When my last parent (mother) died, I was the only sibling of four remaining in our home town. I had seen her through her final days, in fact had been responsible for her living and financial affairs for a number of years. I administered her estate, making sure that each sibling had the family possessions that they wanted and could accommodate. I became the family matriarch, worked on family history (genealogy), which proved to be a way of keeping the connection.
Two of my sibs have since died; the remaining brother calls me every 10-14 days, and will be returning this week for the first time in ca 7 years; at my suggestion, my out-of-town son and wife will come 500 miles to visit with him.
I'm trying to foster a sense of family among my four very different middle-aged children, so that they'll carry on and keep doors open when I'm no longer here.
GLSER
(6 posts)I tolerated by brother in law's rudeness for years so as not to cause friction when my parents were still around. After their passing, he continued his ways and what I find is that my sister is now also very surly. They really don't subscribe to the sense of family idea you are describing while I do because my parents valued it. The disappointment in me is how after my parents passing my sister is a completely different person. I didn't have any expectations of any positive change on my brother in laws part but I never expected this from my sister. When I say my sister is a completely different person she is very rude, has no desire to keep in touch with me, has said something nasty about my wife, and on holidays I am completely ignored despite my efforts to at least send well wishes. I'm slowly adopting to this new scenario but its both shocking and disappointing.
whathehell
(29,776 posts)I'm curious as to the gender breakdown of you and your siblings..I may be wrong, but it
seems to me that women generally stay closer to the family of origin than men.
No Vested Interest
(5,196 posts)Boy, girl, boy, girl.
As I inferred, all very different personality styles.

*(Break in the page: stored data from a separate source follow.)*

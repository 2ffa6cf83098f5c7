//! Integration tests for `TradingDate` arithmetic and comparison.

use td_core::Error;
use td_time::{CalendarRegistry, DaySet, MissingPolicy, TradingDate, Weekday};

fn january_only(reg: &CalendarRegistry) -> DaySet {
    reg.register("jan", [20250101, 20250111, 20250121]).unwrap()
}

fn two_months(reg: &CalendarRegistry) -> DaySet {
    reg.register(
        "two",
        [20250101, 20250111, 20250121, 20250201, 20250211, 20250221],
    )
    .unwrap()
}

fn at(cal: &DaySet, raw: i64) -> TradingDate {
    cal.get(raw).unwrap()
}

// ─── Month rollover ───────────────────────────────────────────────────────────

#[test]
fn add_past_calendar_end_is_out_of_range() {
    let reg = CalendarRegistry::new();
    let cal = january_only(&reg);
    let d = at(&cal, 20250121);
    assert_eq!((&d - 1).unwrap(), at(&cal, 20250111));
    assert!(matches!(&d + 1, Err(Error::OutOfRange { .. })));
}

#[test]
fn add_rolls_into_next_month() {
    let reg = CalendarRegistry::new();
    let cal = two_months(&reg);
    let d = at(&cal, 20250121);
    assert_eq!((&d + 1).unwrap().as_int(), 20250201);
}

// ─── Arithmetic ───────────────────────────────────────────────────────────────

#[test]
fn multi_month_steps() {
    let reg = CalendarRegistry::new();
    let cal = two_months(&reg);
    let first = cal.start();
    assert_eq!(first.add_days(5).unwrap(), cal.end());
    assert_eq!(cal.end().sub_days(5).unwrap(), first);
    assert!(first.add_days(6).unwrap_err().is_out_of_range());
    assert!(first.sub_days(1).unwrap_err().is_out_of_range());
}

#[test]
fn round_trip_over_whole_calendar() {
    let reg = CalendarRegistry::new();
    let cal = two_months(&reg);
    let all: Vec<TradingDate> = cal.iter().collect();
    for (i, x) in all.iter().enumerate() {
        for n in 0..all.len() as i64 {
            if i as i64 + n < all.len() as i64 {
                let there = x.add_days(n).unwrap();
                assert_eq!(there, all[i + n as usize]);
                assert_eq!(there.sub_days(n).unwrap(), *x);
            }
            if i as i64 - n >= 0 {
                assert_eq!(x.sub_days(n).unwrap().add_days(n).unwrap(), *x);
            }
        }
    }
}

#[test]
fn next_and_last_walk_the_calendar() {
    let reg = CalendarRegistry::new();
    let cal = two_months(&reg);
    let mut forward = vec![cal.start()];
    while let Ok(n) = forward.last().unwrap().next() {
        forward.push(n);
    }
    assert_eq!(
        forward.iter().map(TradingDate::as_int).collect::<Vec<_>>(),
        cal.to_compact_dates()
    );
    let mut backward = vec![cal.end()];
    while let Ok(p) = backward.last().unwrap().last() {
        backward.push(p);
    }
    backward.reverse();
    assert_eq!(backward, forward);
}

// ─── Accessors and comparison ─────────────────────────────────────────────────

#[test]
fn accessors() {
    let reg = CalendarRegistry::new();
    let cal = two_months(&reg);
    let d = at(&cal, 20250211);
    assert_eq!((d.year(), d.month(), d.day()), (2025, 2, 11));
    assert_eq!(d.as_int(), 20250211);
    assert_eq!(d.as_str(), "20250211");
    assert_eq!(d.to_string(), "20250211");
    assert_eq!(d.weekday(), Weekday::Tuesday);
    assert_eq!(d.to_date().to_string(), "2025-02-11");
    assert_eq!(d.calendar().id(), "two");
    assert_eq!(format!("{d:?}"), "TradingDate(20250211, two)");
}

#[test]
fn ordering_follows_encoding() {
    let reg = CalendarRegistry::new();
    let cal = two_months(&reg);
    let a = at(&cal, 20250121);
    let b = at(&cal, 20250201);
    assert!(a < b);
    assert!(a < 20250122_i64);
    assert!(b >= 20250201_i64);
    let mut shuffled = vec![b.clone(), a.clone(), cal.end(), cal.start()];
    shuffled.sort();
    assert_eq!(shuffled.first().unwrap(), &cal.start());
    assert_eq!(shuffled.last().unwrap(), &cal.end());
}

#[test]
fn dates_from_different_calendars_compare_by_value() {
    let reg = CalendarRegistry::new();
    let one = january_only(&reg);
    let two = two_months(&reg);
    assert_eq!(at(&one, 20250111), at(&two, 20250111));
    let resolved = reg.date(20250115, "two", MissingPolicy::UseBefore).unwrap();
    assert_eq!(resolved, at(&one, 20250111));
}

Both boys/brothers left the area in young twenties, younger sister eventually left after divorce.
I- female- had married a man who had relocated from the East Coast & made his career with a major corporation in the area.
I wish I could offer some words to you re your sister and your need for family.

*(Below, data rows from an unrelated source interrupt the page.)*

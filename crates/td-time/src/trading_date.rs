//! `TradingDate` — one trading day bound to the calendar it belongs to.
//!
//! A `TradingDate` is always a member of its calendar: it can only be
//! obtained from a [`DaySet`] lookup or snap, and arithmetic only ever lands
//! on other members.  Many dates share one calendar; each holds a cheap,
//! shared handle to it.

use std::cmp::Ordering;
use std::hash::{Hash, Hasher};

use crate::date::Date;
use crate::date_like::{Canonical, DateLike, Ymd};
use crate::date_range::DateRange;
use crate::day_set::DaySet;
use crate::view::{CalendarView, Unit};
use crate::weekday::Weekday;
use td_core::errors::Result;
use td_core::utilities::data_formatters::{compact, format_compact};

/// A trading day of a specific calendar.
#[derive(Clone)]
pub struct TradingDate {
    year: u16,
    month: u8,
    day: u8,
    calendar: DaySet,
}

impl TradingDate {
    /// Bind a key already known to be in `calendar` to its full calendar.
    pub(crate) fn bind(calendar: &DaySet, (year, month, day): Ymd) -> Self {
        let calendar = calendar.full();
        debug_assert!(calendar.has((year, month, day)));
        Self {
            year,
            month,
            day,
            calendar: calendar.clone(),
        }
    }

    // ── Accessors ─────────────────────────────────────────────────────────────

    /// The year.
    pub fn year(&self) -> u16 {
        self.year
    }

    /// The month (1–12).
    pub fn month(&self) -> u8 {
        self.month
    }

    /// The day of the month.
    pub fn day(&self) -> u8 {
        self.day
    }

    /// The owning calendar.
    pub fn calendar(&self) -> &DaySet {
        &self.calendar
    }

    /// The date as a `yyyymmdd` integer.
    pub fn as_int(&self) -> i64 {
        compact(self.year, self.month, self.day)
    }

    /// The date as a `"yyyymmdd"` string.
    pub fn as_str(&self) -> String {
        format_compact(self.year, self.month, self.day)
    }

    /// The plain Gregorian date.
    pub fn to_date(&self) -> Date {
        // Members of a day set are validated Gregorian dates.
        Date::from_ymd(self.year, self.month, self.day).unwrap_or(Date::MIN)
    }

    /// Day of the week.
    pub fn weekday(&self) -> Weekday {
        self.to_date().weekday()
    }

    fn key(&self) -> Ymd {
        (self.year, self.month, self.day)
    }

    // ── Trading-day arithmetic ────────────────────────────────────────────────

    /// Move `n` trading days forward (backward for negative `n`).
    ///
    /// Walks the current month's day list and rolls into the first day of the
    /// following month whenever the list runs out.
    ///
    /// # Errors
    /// `OutOfRange` if the walk passes the calendar's last day.
    pub fn add_days(&self, n: i64) -> Result<Self> {
        if n < 0 {
            return self.step_back(n.unsigned_abs(), || format!("{self} + {n}"));
        }
        self.step_forward(n as u64, || format!("{self} + {n}"))
    }

    /// Move `n` trading days backward (forward for negative `n`).
    ///
    /// # Errors
    /// `OutOfRange` if the walk passes the calendar's first day.
    pub fn sub_days(&self, n: i64) -> Result<Self> {
        if n < 0 {
            return self.step_forward(n.unsigned_abs(), || format!("{self} - {n}"));
        }
        self.step_back(n as u64, || format!("{self} - {n}"))
    }

    fn step_forward(&self, n: u64, requested: impl Fn() -> String) -> Result<Self> {
        let cal = &self.calendar;
        let (mut y, mut m, mut d) = self.key();
        let mut remaining = n;
        loop {
            let days = cal.days(y, m);
            let idx = days.partition_point(|&x| x < d);
            let room = (days.len() - 1 - idx) as u64;
            if remaining <= room {
                return Ok(Self::bind(cal, (y, m, days[idx + remaining as usize])));
            }
            // `room` steps to the month's last day, one more into the next.
            remaining -= room + 1;
            let next_month = if m == 12 { (y + 1, 1, 1) } else { (y, m + 1, 1) };
            (y, m, d) = cal
                .first_on_or_after(next_month)
                .ok_or_else(|| cal.out_of_range(requested()))?;
        }
    }

    fn step_back(&self, n: u64, requested: impl Fn() -> String) -> Result<Self> {
        let cal = &self.calendar;
        let (mut y, mut m, mut d) = self.key();
        let mut remaining = n;
        loop {
            let days = cal.days(y, m);
            let idx = days.partition_point(|&x| x < d);
            let room = idx as u64;
            if remaining <= room {
                return Ok(Self::bind(cal, (y, m, days[idx - remaining as usize])));
            }
            remaining -= room + 1;
            let prev_month = match (y, m) {
                (1, 1) => return Err(cal.out_of_range(requested())),
                (_, 1) => (y - 1, 12, 31),
                _ => (y, m - 1, 31),
            };
            (y, m, d) = cal
                .last_on_or_before(prev_month)
                .ok_or_else(|| cal.out_of_range(requested()))?;
        }
    }

    /// The first trading day after this one, found by stepping one calendar
    /// day and snapping forward.
    ///
    /// # Errors
    /// `OutOfRange` at the calendar's last day.
    pub fn next(&self) -> Result<Self> {
        let cal = &self.calendar;
        let requested = || cal.out_of_range(format!("trading day after {self}"));
        let raw = self.to_date().add_days(1).map_err(|_| requested())?;
        cal.first_on_or_after(raw.ymd())
            .map(|ymd| Self::bind(cal, ymd))
            .ok_or_else(requested)
    }

    /// The last trading day before this one, found by stepping one calendar
    /// day back and snapping backward.
    ///
    /// # Errors
    /// `OutOfRange` at the calendar's first day.
    pub fn last(&self) -> Result<Self> {
        let cal = &self.calendar;
        let requested = || cal.out_of_range(format!("trading day before {self}"));
        let raw = self.to_date().add_days(-1).map_err(|_| requested())?;
        cal.last_on_or_before(raw.ymd())
            .map(|ymd| Self::bind(cal, ymd))
            .ok_or_else(requested)
    }

    // ── Views ─────────────────────────────────────────────────────────────────

    /// The year containing this date.
    pub fn year_view(&self) -> CalendarView {
        CalendarView::around(self, Unit::Year)
    }

    /// The month containing this date.
    pub fn month_view(&self) -> CalendarView {
        CalendarView::around(self, Unit::Month)
    }

    /// The Monday–Sunday week containing this date.
    pub fn week_view(&self) -> CalendarView {
        CalendarView::around(self, Unit::Week)
    }

    /// This date as a single-day view.
    pub fn day_view(&self) -> CalendarView {
        CalendarView::around(self, Unit::Day)
    }

    /// The view of the given unit containing this date.
    pub fn view(&self, unit: Unit) -> CalendarView {
        CalendarView::around(self, unit)
    }

    // ── Ranges ────────────────────────────────────────────────────────────────

    /// Range from this date towards `stop` by `step`.
    ///
    /// # Errors
    /// `InvalidArgument` if `step` is zero or `stop` is malformed.
    pub fn iterate_until(
        &self,
        stop: impl Into<DateLike>,
        step: i64,
        inclusive: bool,
    ) -> Result<DateRange> {
        DateRange::new(self.clone(), stop, step, inclusive)
    }
}

// ── Operators ─────────────────────────────────────────────────────────────────

impl std::ops::Add<i64> for &TradingDate {
    type Output = Result<TradingDate>;
    fn add(self, rhs: i64) -> Result<TradingDate> {
        self.add_days(rhs)
    }
}

impl std::ops::Sub<i64> for &TradingDate {
    type Output = Result<TradingDate>;
    fn sub(self, rhs: i64) -> Result<TradingDate> {
        self.sub_days(rhs)
    }
}

// ── Comparison ────────────────────────────────────────────────────────────────

impl Canonical for TradingDate {
    fn canonical(&self) -> i64 {
        self.as_int()
    }
}

impl PartialEq for TradingDate {
    fn eq(&self, other: &Self) -> bool {
        self.canonical() == other.canonical()
    }
}

impl Eq for TradingDate {}

impl PartialOrd for TradingDate {
    fn partial_cmp(&self, other: &Self) -> Option<Ordering> {
        Some(self.cmp(other))
    }
}

impl Ord for TradingDate {
    fn cmp(&self, other: &Self) -> Ordering {
        self.canonical().cmp(&other.canonical())
    }
}

impl Hash for TradingDate {
    fn hash<H: Hasher>(&self, state: &mut H) {
        self.canonical().hash(state);
    }
}

impl PartialEq<i64> for TradingDate {
    fn eq(&self, other: &i64) -> bool {
        self.canonical() == *other
    }
}

impl PartialOrd<i64> for TradingDate {
    fn partial_cmp(&self, other: &i64) -> Option<Ordering> {
        Some(self.canonical().cmp(other))
    }
}

/// Malformed strings compare unequal and unordered.
impl PartialEq<&str> for TradingDate {
    fn eq(&self, other: &&str) -> bool {
        DateLike::from(*other).compact().ok() == Some(self.canonical())
    }
}

impl PartialOrd<&str> for TradingDate {
    fn partial_cmp(&self, other: &&str) -> Option<Ordering> {
        let other = DateLike::from(*other).compact().ok()?;
        Some(self.canonical().cmp(&other))
    }
}

impl PartialEq<CalendarView> for TradingDate {
    fn eq(&self, other: &CalendarView) -> bool {
        self.canonical() == other.canonical()
    }
}

impl PartialOrd<CalendarView> for TradingDate {
    fn partial_cmp(&self, other: &CalendarView) -> Option<Ordering> {
        Some(self.canonical().cmp(&other.canonical()))
    }
}

// ── Display ───────────────────────────────────────────────────────────────────

impl std::fmt::Display for TradingDate {
    fn fmt(&self, f: &mut std::fmt::Formatter<'_>) -> std::fmt::Result {
        f.write_str(&self.as_str())
    }
}

impl std::fmt::Debug for TradingDate {
    fn fmt(&self, f: &mut std::fmt::Formatter<'_>) -> std::fmt::Result {
        write!(f, "TradingDate({}, {})", self.as_str(), self.calendar.id())
    }
}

With her husband in an assisted-living facility, she may have quite a burden to handle, even though his physical needs are taken care of. Plus, you never know what might be going on with her daughters and their families, etc.
Many possibilities there for you re keeping doors open.
I have found- oddly enough- that many of my nieces and nephews have Facebook accounts, and by "friending" them, I'm able to get a little insight into what's going on in their lives and now and again offer encouraging comments on their doings and family accomplishments.
I know many people hate Facebook, and there is much to be avoided there, but, in this regard, it has proved useful to me.
I also post photos of some of our ancestors and family stories for the benefit of the younger generations, knowing that a lot of information will be gone when I go. I think and hope that contributes to a sense of family.
I do not get into political dialogue with them, as many are conservative, some in the extreme. Even with my own conservative son, we just don't go there, as our familial regard is more important to us than politics, and we both know that discussions are not productive. He is a good person, and that is good enough for me.
Good luck in your efforts to keep family doors open.